The national MiMi value currently stands at 73.4, indicating a weak housing market overall and showing a slight decline (-0.45 percent) from June to July and a three-month decline of (-0.98 percent). On a year-over-year basis, the U.S. housing market has improved (+5.39 percent). The nation's all-time MiMi high of 121.9 was June 2008; its low was 59.8 in September, 2011, when the housing market was at its weakest. Since that time, the housing market has made a 22.7 percent rebound.
Thirteen of the 50 states plus the District of Columbia have MiMi values in a stable range, with North Dakota (95.9) the District of Columbia (94.4), Wyoming (91.3), Montana (89.5) and Alaska (88.4) ranking in the top five.
Six of the 50 metro areas have MiMi values in a stable range, with San Antonio (91.3), Austin (87.5), New Orleans (83.9), Salt Lake City (83.6), and Houston (83.5) ranking in the top five.
"We will continue to see 'two steps forward and one step backward' movement in our housing stability index until the broader economy sees better growth, labor markets tighten further and household formations pick-up to bring more first-time and move-up buyers into the market,” said Freddie Mac Chief Economist Frank Nothaft. “The good news is overall the housing market continues to improve and is up five percent on a yearly basis in the latest MiMi reading."
The most improving states month-over-month were Illinois (+0.92 percent), Rhode Island (+0.72 percent), Washington (+0.53 percent), Nevada (+0.38 percent) and Florida (+0.31 percent). On a year-over-year basis, the most improving states were Nevada (+20.51 percent), Illinois (+12.16 percent), Florida (+11.75 percent), California (9.15 percent) and South Carolina (+8.01 percent).

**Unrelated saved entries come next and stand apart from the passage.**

//! Benchmark profiles and the multi-user exerciser for Tessera.
//!
//! Provides pre-built [`SheetConfig`] profiles for benchmarks and examples:
//!
//! - [`reference_profile`]: 100x200 sheet, the default exerciser target
//! - [`contention_profile`]: 8x8 sheet where almost every pair of
//!   operations shares a row or column
//! - [`seeded_sheet`]: a sheet pre-filled from the exerciser vocabulary
//!
//! and the [`Exerciser`], which drives a sheet from many threads at once.

#![forbid(unsafe_code)]
#![deny(rustdoc::broken_intra_doc_links)]

pub mod exerciser;

use rand::{Rng, SeedableRng};
use rand_chacha::ChaCha8Rng;
use tessera_engine::{Sheet, SheetConfig};

pub use exerciser::{
    ExerciseError, ExerciseReport, Exerciser, ExerciserConfig, Operation, Task, VOCABULARY,
};

/// Build the reference profile: a 100x200 sheet.
pub fn reference_profile() -> SheetConfig {
    SheetConfig::new(100, 200)
}

/// Build the contention profile: an 8x8 sheet.
pub fn contention_profile() -> SheetConfig {
    SheetConfig::new(8, 8)
}

/// Build a sheet from `config` with roughly `fill` of its cells set to
/// words from [`VOCABULARY`], chosen deterministically from `seed`.
///
/// # Panics
///
/// Panics if `config` is invalid; profiles are always valid.
pub fn seeded_sheet(config: SheetConfig, fill: f64, seed: u64) -> Sheet {
    let sheet = Sheet::new(config).expect("benchmark profile must be valid");
    let shape = sheet.shape();
    let mut rng = ChaCha8Rng::seed_from_u64(seed);
    for row in 0..shape.rows {
        for col in 0..shape.cols {
            if rng.random_bool(fill) {
                let word = VOCABULARY[rng.random_range(0..VOCABULARY.len())];
                sheet
                    .set(row, col, word)
                    .expect("index within the shape just created");
            }
        }
    }
    sheet
}
//! Error types for the snapshot codec.

use std::fmt;
use std::io;

use tessera_core::{CellPos, SheetError};

/// Errors that can occur while saving or loading a snapshot.
#[derive(Debug)]
pub enum SnapshotError {
    /// An I/O error occurred during read or write.
    Io(io::Error),
    /// The first line is missing or is not `<rows>,<cols>`.
    MalformedHeader {
        /// Human-readable description of what went wrong.
        detail: String,
    },
    /// A cell line is not `<row>,<col>,"<value>"` or lies outside the header shape.
    MalformedLine {
        /// One-based line number in the file.
        line: usize,
        /// Human-readable description of what went wrong.
        detail: String,
    },
    /// A cell value contains a line break and cannot be written.
    UnencodableValue {
        /// Position of the offending cell.
        pos: CellPos,
    },
    /// The decoded snapshot was refused by the sheet.
    Rejected(SheetError),
}

impl fmt::Display for SnapshotError {
    fn fmt(&self, f: &mut fmt::Formatter<'_>) -> fmt::Result {
        match self {
            Self::Io(e) => write!(f, "I/O error: {e}"),
            Self::MalformedHeader { detail } => write!(f, "malformed header: {detail}"),
            Self::MalformedLine { line, detail } => {
                write!(f, "malformed line {line}: {detail}")
            }
            Self::UnencodableValue { pos } => {
                write!(f, "cell {pos} contains a line break and cannot be saved")
            }
            Self::Rejected(e) => write!(f, "snapshot rejected: {e}"),
        }
    }
}

impl std::error::Error for SnapshotError {
    fn source(&self) -> Option<&(dyn std::error::Error + 'static)> {
        match self {
            Self::Io(e) => Some(e),
            Self::Rejected(e) => Some(e),
            _ => None,
        }
    }
}

impl From<io::Error> for SnapshotError {
    fn from(e: io::Error) -> Self {
        Self::Io(e)
    }
}

impl From<SheetError> for SnapshotError {
    fn from(e: SheetError) -> Self {
        Self::Rejected(e)
    }
}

The most improving metro areas month-over-month were Miami (+0.88 percent), Chicago (+0.64 percent) Las Vegas (+0.62 percent), Providence (+0.56 percent) and Seattle (+0.27 percent). On a year-over-year basis the most improving metro areas were Las Vegas (+23.35 percent), Riverside, (+14.97 percent), Chicago (+14.73 percent), Miami (+13.70 percent) and Orlando (+11.93 percent).

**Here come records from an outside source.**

//! End-to-end exerciser runs against a real sheet.
//!
//! **Pass criterion:** every run terminates, the report accounts for every
//! submitted task, and the sheet grew by exactly the number of inserts.

use tessera_bench::{
    contention_profile, reference_profile, seeded_sheet, ExerciseReport, Exerciser,
    ExerciserConfig, Operation,
};
use tessera_core::Shape;
use tessera_engine::Sheet;

fn run(sheet: &Sheet, users: usize, tasks: usize, seed: u64) -> ExerciseReport {
    Exerciser::new(ExerciserConfig {
        users: Some(users),
        tasks,
        seed,
    })
    .run(sheet)
    .unwrap()
}

fn grown(initial: Shape, report: &ExerciseReport) -> Shape {
    Shape::new(
        initial.rows + report.count(Operation::InsertRowAfter) as usize,
        initial.cols + report.count(Operation::InsertColAfter) as usize,
    )
}

#[test]
fn shape_grows_by_insert_count() {
    for seed in 0..8 {
        let sheet = Sheet::new(contention_profile()).unwrap();
        let initial = sheet.shape();
        let report = run(&sheet, 8, 500, seed);
        assert_eq!(report.total(), 500);
        assert_eq!(sheet.shape(), grown(initial, &report), "seed {seed}");
    }
}

#[test]
fn reference_profile_under_many_users() {
    let sheet = seeded_sheet(reference_profile(), 0.05, 1);
    let initial = sheet.shape();
    let report = run(&sheet, 50, 1_000, 42);
    assert_eq!(report.total(), 1_000);
    assert_eq!(sheet.shape(), grown(initial, &report));
    assert!(Operation::ALL.iter().all(|&op| report.count(op) > 0));
}

#[test]
fn zero_tasks_leaves_sheet_alone() {
    let sheet = seeded_sheet(contention_profile(), 0.3, 5);
    let before = sheet.to_rows();
    let report = run(&sheet, 3, 0, 9);
    assert_eq!(report.total(), 0);
    assert_eq!(sheet.to_rows(), before);
}

#[test]
fn exercised_sheet_saves_and_reloads() {
    let sheet = Sheet::new(contention_profile()).unwrap();
    run(&sheet, 4, 400, 77);

    let dir = tempfile::tempdir().unwrap();
    let path = dir.path().join("exercised.snapshot");
    tessera_snapshot::save(&sheet, &path).unwrap();

    let restored = Sheet::with_shape(1, 1).unwrap();
    assert_eq!(tessera_snapshot::load(&restored, &path).unwrap(), sheet.shape());
    assert_eq!(restored.to_rows(), sheet.to_rows());
}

In July, 8 of the 50 states and 11 of the 50 metros are showing an improving three month trend. The same time last year, every state plus the District of Columbia, and every metro was showing an improving three month trend.

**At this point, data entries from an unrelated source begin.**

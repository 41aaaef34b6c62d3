//! Sheet configuration, validation, and error types.
//!
//! [`SheetConfig`] is the builder-input for constructing a [`Sheet`](crate::Sheet).
//! [`validate()`](SheetConfig::validate) checks the shape once at startup;
//! the same checks run again whenever a snapshot replaces the contents.

use std::error::Error;
use std::fmt;

use tessera_core::{Shape, SheetError};

// ── SheetConfig ────────────────────────────────────────────────────

/// Initial dimensions of a sheet.
#[derive(Clone, Debug, PartialEq, Eq)]
pub struct SheetConfig {
    /// Number of rows. Must be at least 1.
    pub rows: usize,
    /// Number of columns. Must be at least 1.
    pub cols: usize,
}

impl Default for SheetConfig {
    fn default() -> Self {
        Self { rows: 50, cols: 50 }
    }
}

impl SheetConfig {
    /// Config for a `rows x cols` sheet.
    pub fn new(rows: usize, cols: usize) -> Self {
        Self { rows, cols }
    }

    /// Check structural invariants and return the validated shape.
    pub fn validate(&self) -> Result<Shape, ConfigError> {
        validate_shape(Shape::new(self.rows, self.cols)).map_err(ConfigError::from)
    }
}

/// Largest number of cells a sheet may be created or loaded with.
///
/// Every cell is allocated up front, so this bounds what a snapshot header
/// can request. Inserts may grow a sheet past it.
pub const MAX_CELLS: usize = 1 << 26;

/// Reject empty shapes and shapes with more than [`MAX_CELLS`] cells.
pub(crate) fn validate_shape(shape: Shape) -> Result<Shape, SheetError> {
    if shape.is_empty() {
        return Err(SheetError::EmptySheet);
    }
    if shape.checked_cell_count().is_none_or(|cells| cells > MAX_CELLS) {
        return Err(SheetError::TooLarge {
            rows: shape.rows,
            cols: shape.cols,
        });
    }
    Ok(shape)
}

// ── ConfigError ────────────────────────────────────────────────────

/// Errors detected during [`SheetConfig::validate()`].
#[derive(Debug, Clone, PartialEq, Eq)]
pub enum ConfigError {
    /// Zero rows or zero columns.
    EmptySheet,
    /// `rows * cols` exceeds [`MAX_CELLS`].
    TooLarge {
        /// Requested row count.
        rows: usize,
        /// Requested column count.
        cols: usize,
    },
}

impl fmt::Display for ConfigError {
    fn fmt(&self, f: &mut fmt::Formatter<'_>) -> fmt::Result {
        match self {
            Self::EmptySheet => write!(f, "sheet must have at least one row and one column"),
            Self::TooLarge { rows, cols } => {
                write!(f, "sheet of {rows}x{cols} cells is too large")
            }
        }
    }
}

impl Error for ConfigError {}

impl From<SheetError> for ConfigError {
    fn from(e: SheetError) -> Self {
        match e {
            SheetError::TooLarge { rows, cols } => Self::TooLarge { rows, cols },
            _ => Self::EmptySheet,
        }
    }
}

#[cfg(test)]
mod tests {
    use super::*;

    #[test]
    fn default_is_valid() {
        let shape = SheetConfig::default().validate().unwrap();
        assert_eq!(shape, Shape::new(50, 50));
    }

    #[test]
    fn zero_rows_or_cols_rejected() {
        assert_eq!(
            SheetConfig::new(0, 3).validate(),
            Err(ConfigError::EmptySheet)
        );
        assert_eq!(
            SheetConfig::new(3, 0).validate(),
            Err(ConfigError::EmptySheet)
        );
    }

    #[test]
    fn overflowing_shape_rejected() {
        assert_eq!(
            SheetConfig::new(usize::MAX, 2).validate(),
            Err(ConfigError::TooLarge {
                rows: usize::MAX,
                cols: 2,
            })
        );
    }

    #[test]
    fn cell_cap_is_inclusive() {
        assert_eq!(
            SheetConfig::new(1 << 13, 1 << 13).validate(),
            Ok(Shape::new(1 << 13, 1 << 13))
        );
        assert_eq!(
            SheetConfig::new((1 << 13) + 1, 1 << 13).validate(),
            Err(ConfigError::TooLarge {
                rows: (1 << 13) + 1,
                cols: 1 << 13,
            })
        );
    }

    #[test]
    fn one_by_one_is_valid() {
        assert_eq!(
            SheetConfig::new(1, 1).validate(),
            Ok(Shape::new(1, 1))
        );
    }
}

"We didn't notice a large decline in any one market this month, but more of softening across the board,” said Freddie Mac Deputy Chief Economist Len Kiefer. “Even the MiMi top-ranked state and metro markets all saw a slight decline except for Austin. But the real drag on the most market's housing recovery continues to be the lack of purchase application activity. Even the hot housing markets in the northwest which are back in their stable range of housing activity are seeing their purchase application activity slow. The one area where momentum hasn't slowed is among the hardest hit markets. Places like Las Vegas, Miami, Chicago and Riverside, among others, are still showing double-digit yearly improvements, but that's largely a reflection of significant gains in the local employment picture as well as a real improvement in borrowers making timely mortgage payments."